10月1日 蟄虫坏戸
10月1日 晴れ
春に這い出てた虫が冬籠のために土に潜り、蓋を閉じ始める。
秋。私の好きな季節の始まり。
まだ夏の気配は強いけれど、時たま気がついたように涼しい風が吹くようになってきた。
秋分。成に出会ってからもうすぐ半年。隣で眠る成の頭を撫でる。髪の毛がふわふわと柔らかかった。見上げた天井は私の写真で埋め尽くされていた。よくこんなに貼り詰めたものだと感心する。
自分を見下ろす大量の自分の目という存在感。さまざまな私の存在。それをこのスマホという機械は覚えてくれていた。人の意識から私が消え去ってもクラウドに保存されたこれらの私はきっと残り続けるのだろう。たとえ見る者が成だけだとしても。
このたくさんの写真を成が見ているというのも不思議な感じがする。私は私から離れた髪の毛を私ではないものに感じたけれど、写真はそれとは違った妙な感慨がある。
あれらは確かに今の私ではない。けれども成はあれらを見て今の私を思っている。

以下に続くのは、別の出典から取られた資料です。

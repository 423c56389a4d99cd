use serde::{Deserialize, Serialize};
use std::fmt;
use std::path::{Path, PathBuf};

/// Opaque locator for an audio or cover asset.
#[derive(Debug, Clone, PartialEq, Eq, Hash, Serialize, Deserialize)]
#[serde(transparent)]
pub struct AssetRef(PathBuf);

impl AssetRef {
    pub fn new(path: impl Into<PathBuf>) -> Self {
        Self(path.into())
    }

    pub fn as_path(&self) -> &Path {
        &self.0
    }
}

impl From<&str> for AssetRef {
    fn from(value: &str) -> Self {
        Self::new(value)
    }
}

impl fmt::Display for AssetRef {
    fn fmt(&self, f: &mut fmt::Formatter<'_>) -> fmt::Result {
        write!(f, "{}", self.0.display())
    }
}

#[derive(Debug, Clone, Serialize, Deserialize, PartialEq, Eq)]
pub struct Track {
    pub title: String,
    pub creator: String,
    pub genre: String,
    pub audio: AssetRef,
    pub cover: AssetRef,
}

impl Track {
    pub fn new(title: &str, creator: &str, genre: &str, audio: &str, cover: &str) -> Self {
        Self {
            title: title.to_string(),
            creator: creator.to_string(),
            genre: genre.to_string(),
            audio: AssetRef::from(audio),
            cover: AssetRef::from(cover),
        }
    }
}

#[derive(Debug, Clone, Copy, PartialEq, Eq, Default)]
pub enum PlayState {
    #[default]
    Stopped,
    Playing,
    Paused,
}

#[derive(Debug, Clone, Copy, PartialEq)]
pub struct PlaybackSnapshot {
    pub current_index: usize,
    pub play_state: PlayState,
    pub shuffle_enabled: bool,
    pub loop_enabled: bool,
    pub position_seconds: f64,
    pub duration_seconds: f64,
}

impl PlaybackSnapshot {
    /// Fraction of the track already played, `None` while the duration is unknown.
    pub fn progress_ratio(&self) -> Option<f64> {
        (self.duration_seconds > 0.0)
            .then(|| (self.position_seconds / self.duration_seconds).clamp(0.0, 1.0))
    }

    pub fn is_playing(&self) -> bool {
        self.play_state == PlayState::Playing
    }
}

pub fn format_time(seconds: f64) -> String {
    let total = if seconds.is_finite() && seconds > 0.0 {
        seconds as u64
    } else {
        0
    };
    format!("{}:{:02}", total / 60, total % 60)
}
use crate::audio::{MediaEngine, NullEngine, RodioEngine};
use crate::catalog::Catalog;
use crate::config::Settings;
use crate::controller::PlaybackController;
use crate::events::{self, ControlEvent, EventSender};
use crate::poller::{PollerError, PositionPoller};
use crate::shuffle::ShuffleSequencer;
use crate::ui::{self, UiLayout, ViewState};
use anyhow::{Context, Result};
use crossterm::event::{
    self, DisableMouseCapture, EnableMouseCapture, Event, KeyCode, KeyEvent, KeyEventKind,
    KeyModifiers, MouseButton, MouseEvent, MouseEventKind,
};
use crossterm::execute;
use crossterm::terminal::{
    EnterAlternateScreen, LeaveAlternateScreen, disable_raw_mode, enable_raw_mode,
};
use ratatui::Terminal;
use ratatui::backend::CrosstermBackend;
use std::io::{Stdout, stdout};
use std::sync::mpsc::Receiver;
use std::time::{Duration, Instant};
use tracing::{info, warn};

#[derive(Debug, Clone, Default)]
pub struct AppOptions {
    pub settings: Settings,
    pub null_audio: bool,
}

#[derive(Debug, Clone, Copy, PartialEq, Eq)]
enum Flow {
    Continue,
    Quit,
}

pub fn run(options: AppOptions) -> Result<()> {
    let settings = options.settings;
    let catalog = load_catalog(&settings)?;
    info!(tracks = catalog.len(), assets = %catalog.asset_dir().display(), "catalog ready");

    let (sender, rx) = events::channel();
    let engine = open_engine(options.null_audio, &sender);
    let sequencer = match settings.shuffle_seed {
        Some(seed) => ShuffleSequencer::seeded(catalog.len(), seed),
        None => ShuffleSequencer::from_os_rng(catalog.len()),
    };
    let mut controller = PlaybackController::new(catalog, engine, sequencer);
    let poller = PositionPoller::spawn(Duration::from_millis(settings.poll_interval_ms), sender)
        .context("failed to start position poller")?;

    let result = with_terminal(|terminal| {
        event_loop(terminal, &mut controller, &rx, settings.seek_step_seconds)
    });
    let shutdown_result = shutdown(poller, &mut controller);
    result?;
    shutdown_result?;
    Ok(())
}

pub fn load_catalog(settings: &Settings) -> Result<Catalog> {
    let asset_dir = settings.asset_dir();
    match &settings.catalog_file {
        Some(path) => Catalog::from_json_file(path, asset_dir)
            .with_context(|| format!("failed to load catalog {}", path.display())),
        None => Ok(Catalog::builtin(asset_dir)),
    }
}

fn open_engine(null_audio: bool, sender: &EventSender) -> Box<dyn MediaEngine> {
    if null_audio {
        return Box::new(NullEngine::new(sender.clone()));
    }
    match RodioEngine::new(sender.clone()) {
        Ok(engine) => Box::new(engine),
        Err(err) => {
            warn!("audio output unavailable, falling back to null engine: {err:#}");
            Box::new(NullEngine::new(sender.clone()))
        }
    }
}

/// Cancels the poller, then releases the engine even if cancelling failed.
pub fn shutdown<E: MediaEngine>(
    poller: PositionPoller,
    controller: &mut PlaybackController<E>,
) -> Result<(), PollerError> {
    let cancelled = poller.cancel();
    if let Err(err) = &cancelled {
        warn!("{err}");
    }
    controller.shutdown();
    cancelled
}

fn with_terminal<T>(
    body: impl FnOnce(&mut Terminal<CrosstermBackend<Stdout>>) -> Result<T>,
) -> Result<T> {
    enable_raw_mode()?;
    let mut out = stdout();
    execute!(out, EnterAlternateScreen, EnableMouseCapture)?;
    let backend = CrosstermBackend::new(out);
    let mut terminal = Terminal::new(backend)?;
    terminal.clear()?;

    let result = body(&mut terminal);

    disable_raw_mode()?;
    execute!(
        terminal.backend_mut(),
        LeaveAlternateScreen,
        DisableMouseCapture
    )?;
    terminal.show_cursor()?;
    result
}

fn event_loop<E: MediaEngine>(
    terminal: &mut Terminal<CrosstermBackend<Stdout>>,
    controller: &mut PlaybackController<E>,
    rx: &Receiver<ControlEvent>,
    seek_step: f64,
) -> Result<()> {
    let mut view = ViewState::default();
    let mut areas = UiLayout::default();
    let mut last_draw = Instant::now();

    loop {
        controller.tick_engine();
        for control_event in rx.try_iter() {
            controller.handle_event(control_event);
        }
        absorb_notices(controller, &mut view);

        if controller.dirty || last_draw.elapsed() > Duration::from_millis(250) {
            terminal.draw(|frame| {
                areas = ui::layout(frame.area());
                ui::draw(frame, controller, &mut view);
            })?;
            controller.dirty = false;
            last_draw = Instant::now();
        }

        if !event::poll(Duration::from_millis(33))? {
            continue;
        }

        match event::read()? {
            Event::Key(key) if key.kind == KeyEventKind::Press => {
                if handle_key(controller, &mut view, key, seek_step) == Flow::Quit {
                    break Ok(());
                }
            }
            Event::Mouse(mouse) => handle_mouse(controller, &mut view, mouse, areas),
            Event::Resize(_, _) => controller.dirty = true,
            _ => {}
        }
    }
}

fn handle_key<E: MediaEngine>(
    controller: &mut PlaybackController<E>,
    view: &mut ViewState,
    key: KeyEvent,
    seek_step: f64,
) -> Flow {
    let last = controller.catalog().len() - 1;
    match key.code {
        KeyCode::Char('c') if key.modifiers.contains(KeyModifiers::CONTROL) => return Flow::Quit,
        KeyCode::Char('q') => return Flow::Quit,
        KeyCode::Char(' ') => controller.toggle_play_pause(),
        KeyCode::Char('n') => controller.next(),
        KeyCode::Char('p') | KeyCode::Char('b') => controller.previous(),
        KeyCode::Char('x') => controller.stop(),
        KeyCode::Char('s') => controller.set_shuffle(!controller.shuffle_enabled()),
        KeyCode::Char('l') => controller.set_loop(!controller.loop_enabled()),
        KeyCode::Char(digit @ '0'..='9') => {
            let tenths = f64::from(digit.to_digit(10).unwrap_or_default());
            controller.seek_to_fraction(tenths / 10.0);
        }
        KeyCode::Left => controller.seek_relative(-seek_step),
        KeyCode::Right => controller.seek_relative(seek_step),
        KeyCode::Up => {
            view.cursor = view.cursor.saturating_sub(1);
            controller.dirty = true;
        }
        KeyCode::Down => {
            view.cursor = (view.cursor + 1).min(last);
            controller.dirty = true;
        }
        KeyCode::Enter => select(controller, view.cursor),
        _ => {}
    }
    Flow::Continue
}

fn handle_mouse<E: MediaEngine>(
    controller: &mut PlaybackController<E>,
    view: &mut ViewState,
    mouse: MouseEvent,
    areas: UiLayout,
) {
    let last = controller.catalog().len() - 1;
    let in_playlist = ui::point_in_rect(mouse.column, mouse.row, areas.playlist);
    match mouse.kind {
        MouseEventKind::Down(MouseButton::Left) => {
            if let Some(fraction) = ui::timeline_fraction(areas.timeline, mouse.column, mouse.row) {
                controller.seek_to_fraction(fraction);
            } else if let Some(index) = ui::playlist_row(
                areas.playlist,
                view.playlist.offset(),
                mouse.column,
                mouse.row,
            )
            .filter(|index| *index <= last)
            {
                view.cursor = index;
                select(controller, index);
            }
        }
        MouseEventKind::ScrollDown if in_playlist => {
            view.cursor = (view.cursor + 1).min(last);
            controller.dirty = true;
        }
        MouseEventKind::ScrollUp if in_playlist => {
            view.cursor = view.cursor.saturating_sub(1);
            controller.dirty = true;
        }
        _ => {}
    }
}

/// Moves the newest pending notice into the view so the footer keeps showing it.
fn absorb_notices<E: MediaEngine>(controller: &mut PlaybackController<E>, view: &mut ViewState) {
    if let Some(latest) = controller.drain_notices().pop() {
        view.notice = Some(latest);
        controller.dirty = true;
    }
}

fn select<E: MediaEngine>(controller: &mut PlaybackController<E>, index: usize) {
    if let Err(err) = controller.select_track(index) {
        controller.status = err.to_string();
        controller.dirty = true;
    }
}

過去の私も、成は忘れ去ったりしないのだ。妙な感じ。あの1枚1枚が成をここに繋ぎ止めている。そこには私を除いた連環が発生している気がするけれども、あれらの写真の終着点は他ならない私。とすればあの写真の1枚1枚は私と成を繋いでいる。あの四角い枠を通して。
そろそろ成を起こさないと。
成の用事は午後からだけど、私の授業は午前から。成が1番恐れるのは、気がついたら私がいないこと。一度寝ている成を置いて家を出たらひどく取り乱したことがある。
だから成を起こして、私がいなくなることを告げなければならない。結局は酷く取り乱しはするのだけど、ちゃんとまた会えると丁寧に説明する。私はこれから大学で1限があって、3限が終わったら食材を買って家に帰って晩御飯をつくって待っている。成が私の存在を電話で確認できる時間帯を教える。その時間帯なら私と連絡が取れるから。
といっても成が電話をかけてくることはほとんどない。私が電話にでなかったらと考えて怖くてかけられないらしい。本当に無理なほど怖くなった時、極たまに電話がある。だからその時は必ず取れるようにしている。本当に限界地点だから。
それから朝は必ず成のスマホで私の写真を取る。今の私に1番近い私。成は毎朝待受に設定して、時間が空いた時は眺めているらしい。帰ったら印刷して天井のどこかに貼っている。きっとあれらは過去に欠けた私の欠片。今の私とは違うけれども、成にとっては私の髪の毛や爪の先なんかと同じで失い難い大切な私の一部なのだろう。
家にいる間は成は常に私の体のどこかを触っている。私が手を使う時、料理をしたり化粧をしているときは成はだいたい私の足首を撫でている。でも出かけるには離さないといけない。私の手に繋がる成の手が震えていて、目が伏せられて、唇が噛み締められている。本当に酷いことをしている。
成にとって私との物理的な離別はきっと、1つの体をそのまま2つに切り分けられるような苦しみと喪失感をもたらすのだろう。そう感じている。私は成の中身を全部追い出してしまいながらも変わりにその中身を十分満たすことすらもできず、空っぽのままにして置いていってしまうんだから。
いっそのこと腕でも切り落として成にプレゼントすることができればマシなのだろうか。そうすれば髪の毛よりは安心してもらえるだろうか。成にとって私の髪の毛とこのたくさんの写真は、万一私が失われてしまった時の成の最後の拠り所だ。成はいつも私がいなくなることを恐れている。
けれども私には腕を切り取る術もそれを保管する術もない。腐り落ちてなくなってしまうだけ。そうなれば成は余計悲しむ。この世界に私が占める絶対的な分量が減ってしまうから。成にとって、それはきっと耐え難い。
そういえば夏の前から成は私の皮膚にマジックで名前を書き始めた。成は私の耳を片方欲しいと言った。全部あげると言ったら喜んだ。でも実際は物理的にあげることはできない。だから名前を書く。
成にとってタグ付けなのだろう。私は自分のものという予約。だからその場所はどこでもいいようだ。マジックは1週間くらいすると自然に消えるから、ちょくちょく上書きで名前を書いていた。でも私は朝に名前ごと姿を消してしまう。だから成にとっては気休めにしかなっていない。
私も名前を書けば少し安心できるかな。マジックを捻って名前を書く。
紫帆。
難かしくてごちゃごちゃした漢字。やはりあまり好きになれない。SHIHO。ローマ字でも書いてみる。もしこの名前が消えないのなら、私の名前で埋めれば成を独占できるのかな。天井の写真が成をつなぎとめるように。